Tower of jewels: new beginnings
In May, our tower of jewels (Echium wildpretii) finally started to bloom. I had been waiting for this since I planted it in the fall of 2009. Tower of jewels is a drought-tolerant biennial from the Canary Islands; in year 1 it produces a rosette of soft gray-green leaves, and in year 2 the rosette elongates into a cone up to 8 ft. tall (ours was only about 5 ft.) eventually covered with small flowers. Check out my original post; it has lots of photos of the flowers.
|May 18, just past its peak|
Like all biennials, tower of jewels dies after setting seeds. And it is a seed-making machine! I have no idea how many there were, but probably thousands. Check out this post from June about the seed production stage.
|June 11, done blooming|
|June 16, seeds|
By mid-July, the flower cone had dried up completely, and I’m sure quite a few seeds fell off into the surrounding planting bed. No seedlings yet as far as I can tell, but I wouldn’t be surprised to see some pop up later in the year.
|July 24, completely dried up|
Initially, the flowers were as soft as the leaves on the rosette had been—they had the same tactile quality as lamb’s ears. However, as they began to dry up, what was left became hard and prickly, unpleasantly so. In fact, after touching the plant, tiny barbs remain in your skin—much like what happens when you touch one of those soft-looking Bunny Ears prickly pears (Opuntia microdasys 'Albata').
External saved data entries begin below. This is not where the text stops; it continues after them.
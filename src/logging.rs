use anyhow::Context as _;

/// Installs the stderr subscriber. `RUST_LOG` overrides the default `info` filter.
pub fn init() -> anyhow::Result<()> {
    let filter = tracing_subscriber::EnvFilter::try_from_default_env()
        .or_else(|_| tracing_subscriber::EnvFilter::try_new("info,reqwest=warn,hyper=warn"))
        .context("build log filter")?;

    tracing_subscriber::fmt()
        .with_env_filter(filter)
        .with_target(false)
        .with_writer(std::io::stderr)
        .try_init()
        .map_err(|err| anyhow::anyhow!("initialize tracing subscriber: {err}"))?;

    Ok(())
}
At the end of July, I cut down the top ⅔ of the tower (wearing thick gloves!) and stripped off the seed heads onto a tarp spread out on the lawn. My mother, who was visiting at the time, separated the seeds from the chaff and we ended up with a nice little pile.
|July 24, Christmas tree-like skeleton remaining after we had harvested the seeds|
Then something curious happened. This is what the remaining ⅓ of the tower looked like after I had cut off the top:
|July 24, topped tower|
By early August, new leaves had begun to grow from the stalk!
|August 3, new leaves?|
Actually, I had hoped that this would happen. I’d read a post on Dave’s Garden by a gardener in Southern California who reported a second bloom after cutting off the top of the tower. I have no idea if my tower will bloom again or whether it will simply expend its remaining energy on a few leaves, but time will tell.
In the meantime, I placed some seeds in a pot filled with well-draining soil, and after three weeks six seedlings have come up. I will coddle them along until they’re big enough to go into their own pots and eventually in the ground. I’m not sure I have room for six towers of jewels, but where there’s a will, there’s a way.